▶ Collected data entries:
Start of Block

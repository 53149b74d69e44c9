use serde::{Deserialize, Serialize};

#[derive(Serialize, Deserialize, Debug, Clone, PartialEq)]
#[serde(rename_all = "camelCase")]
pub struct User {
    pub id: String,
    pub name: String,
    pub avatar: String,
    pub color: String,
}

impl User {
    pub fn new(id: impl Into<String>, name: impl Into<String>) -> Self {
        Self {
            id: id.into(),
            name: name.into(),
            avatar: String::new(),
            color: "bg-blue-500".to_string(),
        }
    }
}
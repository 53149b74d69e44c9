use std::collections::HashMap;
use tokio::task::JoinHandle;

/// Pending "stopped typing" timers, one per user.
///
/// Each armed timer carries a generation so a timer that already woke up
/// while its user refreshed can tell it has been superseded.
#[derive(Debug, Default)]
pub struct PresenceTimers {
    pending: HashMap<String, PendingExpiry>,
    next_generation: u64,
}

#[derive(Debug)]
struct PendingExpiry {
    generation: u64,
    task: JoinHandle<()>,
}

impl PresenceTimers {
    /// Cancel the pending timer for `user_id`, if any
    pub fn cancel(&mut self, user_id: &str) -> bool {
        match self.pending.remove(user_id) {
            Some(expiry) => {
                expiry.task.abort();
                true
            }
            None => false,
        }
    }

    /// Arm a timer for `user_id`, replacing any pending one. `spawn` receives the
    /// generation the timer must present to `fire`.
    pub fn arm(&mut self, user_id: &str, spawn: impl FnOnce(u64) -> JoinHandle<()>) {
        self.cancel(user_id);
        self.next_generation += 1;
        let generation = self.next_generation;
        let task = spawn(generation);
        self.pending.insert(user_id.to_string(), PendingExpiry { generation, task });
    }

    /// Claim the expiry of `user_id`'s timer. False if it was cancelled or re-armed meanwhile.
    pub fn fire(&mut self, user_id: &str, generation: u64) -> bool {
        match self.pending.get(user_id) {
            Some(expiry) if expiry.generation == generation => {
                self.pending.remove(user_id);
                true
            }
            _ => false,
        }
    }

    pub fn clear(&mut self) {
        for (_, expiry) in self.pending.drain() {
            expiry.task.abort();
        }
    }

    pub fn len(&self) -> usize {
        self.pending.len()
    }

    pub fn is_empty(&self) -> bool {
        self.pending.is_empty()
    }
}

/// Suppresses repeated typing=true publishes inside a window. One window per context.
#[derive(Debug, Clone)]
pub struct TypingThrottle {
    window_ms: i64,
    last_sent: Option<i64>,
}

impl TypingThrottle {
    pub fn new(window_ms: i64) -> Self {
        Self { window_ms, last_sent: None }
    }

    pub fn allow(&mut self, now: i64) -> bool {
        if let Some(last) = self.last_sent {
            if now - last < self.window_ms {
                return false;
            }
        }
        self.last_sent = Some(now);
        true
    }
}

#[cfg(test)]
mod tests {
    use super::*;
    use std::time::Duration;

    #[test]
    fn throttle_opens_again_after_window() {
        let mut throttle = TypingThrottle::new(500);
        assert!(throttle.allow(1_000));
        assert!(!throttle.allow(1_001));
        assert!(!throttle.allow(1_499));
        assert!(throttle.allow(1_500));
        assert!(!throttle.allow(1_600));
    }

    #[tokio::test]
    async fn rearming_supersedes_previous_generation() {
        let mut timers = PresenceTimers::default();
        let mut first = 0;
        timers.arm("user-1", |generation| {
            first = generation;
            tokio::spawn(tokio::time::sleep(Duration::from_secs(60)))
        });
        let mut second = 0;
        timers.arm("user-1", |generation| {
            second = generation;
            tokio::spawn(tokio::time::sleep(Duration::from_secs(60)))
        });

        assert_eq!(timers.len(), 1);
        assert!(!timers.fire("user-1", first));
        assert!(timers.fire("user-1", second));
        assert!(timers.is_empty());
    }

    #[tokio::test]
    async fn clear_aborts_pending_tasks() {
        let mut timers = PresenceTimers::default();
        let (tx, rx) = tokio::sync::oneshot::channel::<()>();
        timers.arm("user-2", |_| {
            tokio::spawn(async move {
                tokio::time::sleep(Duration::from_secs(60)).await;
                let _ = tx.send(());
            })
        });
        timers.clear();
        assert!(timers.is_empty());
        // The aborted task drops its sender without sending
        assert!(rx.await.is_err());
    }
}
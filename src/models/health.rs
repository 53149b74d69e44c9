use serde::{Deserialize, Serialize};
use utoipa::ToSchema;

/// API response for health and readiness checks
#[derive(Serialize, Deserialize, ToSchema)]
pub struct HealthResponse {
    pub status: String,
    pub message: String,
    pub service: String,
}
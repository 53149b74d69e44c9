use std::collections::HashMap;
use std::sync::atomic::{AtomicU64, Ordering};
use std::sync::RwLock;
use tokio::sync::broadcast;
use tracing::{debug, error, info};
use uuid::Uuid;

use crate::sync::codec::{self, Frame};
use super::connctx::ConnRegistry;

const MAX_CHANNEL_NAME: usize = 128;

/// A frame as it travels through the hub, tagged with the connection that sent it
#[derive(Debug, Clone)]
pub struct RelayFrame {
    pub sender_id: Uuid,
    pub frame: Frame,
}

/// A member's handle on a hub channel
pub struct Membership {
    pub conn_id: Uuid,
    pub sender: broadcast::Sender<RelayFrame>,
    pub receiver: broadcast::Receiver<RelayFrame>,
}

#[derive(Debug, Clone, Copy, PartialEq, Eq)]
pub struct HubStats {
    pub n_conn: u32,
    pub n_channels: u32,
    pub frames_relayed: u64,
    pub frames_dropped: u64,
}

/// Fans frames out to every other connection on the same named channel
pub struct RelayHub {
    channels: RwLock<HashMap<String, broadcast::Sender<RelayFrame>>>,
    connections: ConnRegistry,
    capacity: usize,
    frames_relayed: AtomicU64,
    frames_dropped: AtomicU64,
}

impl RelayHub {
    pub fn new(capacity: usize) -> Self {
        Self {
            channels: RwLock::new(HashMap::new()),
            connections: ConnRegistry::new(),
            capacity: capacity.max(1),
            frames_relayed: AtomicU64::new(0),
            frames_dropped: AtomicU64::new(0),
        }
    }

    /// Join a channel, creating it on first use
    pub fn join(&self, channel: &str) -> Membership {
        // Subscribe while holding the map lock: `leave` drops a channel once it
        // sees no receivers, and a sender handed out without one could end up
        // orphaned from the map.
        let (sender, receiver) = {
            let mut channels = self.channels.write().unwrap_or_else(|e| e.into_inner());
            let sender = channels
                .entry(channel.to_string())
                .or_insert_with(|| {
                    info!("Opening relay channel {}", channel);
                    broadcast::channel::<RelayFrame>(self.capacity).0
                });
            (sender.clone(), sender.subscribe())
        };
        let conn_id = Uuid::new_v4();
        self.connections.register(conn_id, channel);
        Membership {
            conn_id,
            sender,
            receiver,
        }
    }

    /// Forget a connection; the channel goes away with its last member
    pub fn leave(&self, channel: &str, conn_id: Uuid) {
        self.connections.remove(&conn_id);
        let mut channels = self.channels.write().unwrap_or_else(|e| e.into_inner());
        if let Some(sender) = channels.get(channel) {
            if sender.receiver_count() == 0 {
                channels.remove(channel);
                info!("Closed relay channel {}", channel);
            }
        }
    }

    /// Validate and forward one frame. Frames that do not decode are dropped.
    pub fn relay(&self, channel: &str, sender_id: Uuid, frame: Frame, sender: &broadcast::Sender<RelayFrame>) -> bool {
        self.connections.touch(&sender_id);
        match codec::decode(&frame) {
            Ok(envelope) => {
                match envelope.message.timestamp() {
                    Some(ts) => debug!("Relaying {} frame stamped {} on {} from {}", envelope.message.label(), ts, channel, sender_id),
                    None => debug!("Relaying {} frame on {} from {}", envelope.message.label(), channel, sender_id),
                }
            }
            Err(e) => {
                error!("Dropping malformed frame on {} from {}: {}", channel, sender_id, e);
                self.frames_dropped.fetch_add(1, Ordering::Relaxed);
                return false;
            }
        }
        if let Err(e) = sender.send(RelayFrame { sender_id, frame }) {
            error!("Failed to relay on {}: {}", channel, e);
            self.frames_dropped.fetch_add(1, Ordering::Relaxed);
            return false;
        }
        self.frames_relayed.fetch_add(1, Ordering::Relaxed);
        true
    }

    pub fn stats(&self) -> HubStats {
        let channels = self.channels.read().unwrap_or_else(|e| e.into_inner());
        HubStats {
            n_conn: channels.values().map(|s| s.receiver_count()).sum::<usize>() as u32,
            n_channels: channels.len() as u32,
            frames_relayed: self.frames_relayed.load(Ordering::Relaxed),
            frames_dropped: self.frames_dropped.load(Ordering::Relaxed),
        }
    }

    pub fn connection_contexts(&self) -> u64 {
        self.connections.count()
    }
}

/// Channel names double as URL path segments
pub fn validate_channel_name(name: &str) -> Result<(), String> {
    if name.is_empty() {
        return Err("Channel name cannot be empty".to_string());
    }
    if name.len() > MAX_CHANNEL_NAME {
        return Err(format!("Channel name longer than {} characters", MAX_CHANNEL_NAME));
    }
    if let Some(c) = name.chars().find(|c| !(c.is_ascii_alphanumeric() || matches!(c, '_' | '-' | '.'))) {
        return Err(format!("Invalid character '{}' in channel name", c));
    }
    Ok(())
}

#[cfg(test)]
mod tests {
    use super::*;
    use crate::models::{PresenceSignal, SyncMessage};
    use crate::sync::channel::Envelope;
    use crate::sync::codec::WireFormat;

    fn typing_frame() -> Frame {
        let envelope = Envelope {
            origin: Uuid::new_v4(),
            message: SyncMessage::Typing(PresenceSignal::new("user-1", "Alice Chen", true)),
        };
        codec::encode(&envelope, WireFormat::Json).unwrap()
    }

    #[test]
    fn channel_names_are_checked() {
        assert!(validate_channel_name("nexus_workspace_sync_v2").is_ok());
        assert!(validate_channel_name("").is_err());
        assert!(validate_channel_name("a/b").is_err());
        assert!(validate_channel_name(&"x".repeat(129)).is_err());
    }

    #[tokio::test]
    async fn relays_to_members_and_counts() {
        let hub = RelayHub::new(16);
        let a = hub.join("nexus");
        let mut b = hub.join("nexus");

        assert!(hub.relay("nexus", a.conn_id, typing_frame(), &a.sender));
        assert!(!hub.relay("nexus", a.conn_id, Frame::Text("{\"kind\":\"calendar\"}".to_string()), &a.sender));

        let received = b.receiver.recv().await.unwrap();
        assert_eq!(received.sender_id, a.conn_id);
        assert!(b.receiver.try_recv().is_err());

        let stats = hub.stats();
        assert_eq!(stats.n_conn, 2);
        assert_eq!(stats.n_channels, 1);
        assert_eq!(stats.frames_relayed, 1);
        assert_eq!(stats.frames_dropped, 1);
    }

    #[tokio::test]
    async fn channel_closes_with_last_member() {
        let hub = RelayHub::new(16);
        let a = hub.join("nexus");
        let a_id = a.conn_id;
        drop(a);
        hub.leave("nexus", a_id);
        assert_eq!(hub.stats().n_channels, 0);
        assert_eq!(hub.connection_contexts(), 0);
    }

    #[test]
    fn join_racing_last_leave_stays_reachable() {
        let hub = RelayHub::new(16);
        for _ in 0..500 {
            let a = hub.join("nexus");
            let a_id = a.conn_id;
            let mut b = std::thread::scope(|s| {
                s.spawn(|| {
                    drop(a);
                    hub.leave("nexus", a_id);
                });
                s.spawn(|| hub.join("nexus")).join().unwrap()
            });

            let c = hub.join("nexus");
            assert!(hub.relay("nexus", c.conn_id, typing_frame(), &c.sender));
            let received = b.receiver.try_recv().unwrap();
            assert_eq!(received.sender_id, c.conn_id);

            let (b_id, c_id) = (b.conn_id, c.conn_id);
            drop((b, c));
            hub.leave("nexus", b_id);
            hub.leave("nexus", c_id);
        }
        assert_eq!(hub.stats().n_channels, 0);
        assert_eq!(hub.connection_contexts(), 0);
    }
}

End of Block

▶ Aim of the exercise: Report back each line of the entries that holds the string "ToSchema".

▶ Output:
use utoipa::ToSchema;
#[derive(Serialize, Deserialize, ToSchema)]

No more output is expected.